Integral of a quotient

**Glitch** · October 15th 2010, 02:05 AM

The question:
Find the integral of $\int^9_4{\frac{x^3 - x}{x^{\frac{3}{2}}}}$

I'm not sure where to start. My first thought was to split it into two integrals like so:

$\int^9_4(x^3 - x) \int^9_4{\frac{1}{x^{\frac{3}{2}}}}$

But from what I can tell, you cannot split an integral like that. Any ideas? Thanks.

**mr fantastic** · October 15th 2010, 02:11 AM

Originally Posted by Glitch

The question:
Find the integral of $\int^9_4{\frac{x^3 - x}{x^{\frac{3}{2}}}}$

I'm not sure where to start. My first thought was to split it into two integrals like so:

$\int^9_4(x^3 - x) \int^9_4{\frac{1}{x^{\frac{3}{2}}}}$

But from what I can tell, you cannot split an integral like that. Any ideas? Thanks.

Sorry, but what you have done is very wrong. Would you find $\displaystyle \int x^2 \, dx$ by splitting it up as $\displaystyle \int x \, dx \int x \, dx$ ?

You are expected to note that $\displaystyle \frac{x^3 - x}{x^{3/2}} = \frac{x^2 - 1}{x^{1/2}} = \frac{x^2}{x^{1/2}} - \frac{1}{x^{1/2}} = x^{3/2} - x^{-1/2}$ .

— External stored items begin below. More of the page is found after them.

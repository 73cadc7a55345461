//! Post body decoding, slicing and markup counting
//!
//! Stored post pages carry the blog's header and footer around the actual
//! entry. The body is the slice between the `[l]` permalink anchor and the
//! closing boilerplate, located on the newline-collapsed raw markup.

use scraper::Html;

/// End of the permalink anchor; the body starts right after it
pub const OPEN_MARKER: &str = "[l]</a>";

/// Start of the closing boilerplate; the body ends right before it
pub const CLOSE_MARKER: &str = "</ul><p><div";

/// Substring marking an in-post update
const UPDATE_MARKER: &str = "<b>Update";

/// Closing tags counted as quoted content
const QUOTE_MARKERS: [&str; 3] = ["</blockquote>", "</pre>", "</q>"];

/// Closing tag counted as a table
const TABLE_MARKER: &str = "</table>";

/// Outcome of the two-stage post body decode
///
/// Strict UTF-8 is tried first; bodies that predate the blog's UTF-8 era
/// fall back to Latin-1. A body that decodes to nothing (an empty file left
/// by a failed download) is `Failed` and excludes the post from the
/// dataset.
#[derive(Debug)]
pub enum DecodedBody {
    /// Body decoded as strict UTF-8 (primary strategy)
    Utf8(String),
    /// Body re-decoded as Latin-1 after strict UTF-8 failed
    Latin1(String),
    /// Nothing usable to parse
    Failed,
}

impl DecodedBody {
    /// The decoded text, if any
    pub fn into_text(self) -> Option<String> {
        match self {
            Self::Utf8(text) | Self::Latin1(text) => Some(text),
            Self::Failed => None,
        }
    }
}

/// Decodes a stored post body
pub fn decode_body(raw: &[u8]) -> DecodedBody {
    let decoded = match std::str::from_utf8(raw) {
        Ok(text) => DecodedBody::Utf8(text.to_string()),
        Err(_) => DecodedBody::Latin1(raw.iter().map(|&b| b as char).collect()),
    };

    let blank = match &decoded {
        DecodedBody::Utf8(text) | DecodedBody::Latin1(text) => text.trim().is_empty(),
        DecodedBody::Failed => true,
    };

    if blank {
        DecodedBody::Failed
    } else {
        decoded
    }
}

/// Slices the post body out of the newline-collapsed page markup
///
/// Returns the content after the first opening marker, cut before the first
/// subsequent closing marker. A missing closing marker yields the remainder
/// of the document; a missing opening marker yields None (the page has no
/// recognizable body).
pub fn body_slice(content: &str) -> Option<&str> {
    let (_, after) = content.split_once(OPEN_MARKER)?;
    match after.find(CLOSE_MARKER) {
        Some(end) => Some(&after[..end]),
        None => Some(after),
    }
}

/// Update, quote and table counts over the unstripped body slice
#[derive(Debug, Default, Clone, Copy, PartialEq, Eq)]
pub struct MarkupCounts {
    pub updates: u32,
    pub quotes: u32,
    pub tables: u32,
}

/// Counts the fixed markers in the unstripped body slice
pub fn count_markup(slice: &str) -> MarkupCounts {
    let quotes = QUOTE_MARKERS
        .iter()
        .map(|marker| slice.matches(marker).count())
        .sum::<usize>();

    MarkupCounts {
        updates: slice.matches(UPDATE_MARKER).count() as u32,
        quotes: quotes as u32,
        tables: slice.matches(TABLE_MARKER).count() as u32,
    }
}

/// Strips all markup from the body slice, keeping only text content
pub fn strip_markup(slice: &str) -> String {
    let fragment = Html::parse_fragment(slice);
    let text: String = fragment.root_element().text().collect();
    text.trim().to_string()
}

**Glitch** · October 15th 2010, 02:23 AM

Ahh yes, I realised I could do that not long after posting. >_<

Just to be sure, does this look correct?

$^9_4[\frac{2}{7}x^{\frac{7}{2}}] - ^9_4[-2x^{\frac{1}{2}}]$

**mr fantastic** · October 15th 2010, 02:28 AM

Originally Posted by Glitch

Ahh yes, I realised I could do that not long after posting. >_<

Just to be sure, does this look correct?

$^9_4[\frac{2}{7}x^{\frac{7}{2}}] - ^9_4[-2x^{\frac{1}{2}}]$

No. The first term is wrong and the second term contains an error.

It should be $^9_4[\frac{2}{5}x^{\frac{5}{2}}] - ^9_4[2x^{\frac{1}{2}}]$

**Glitch** · October 15th 2010, 02:31 AM

Wow, I really am going crazy. >_<

Thanks.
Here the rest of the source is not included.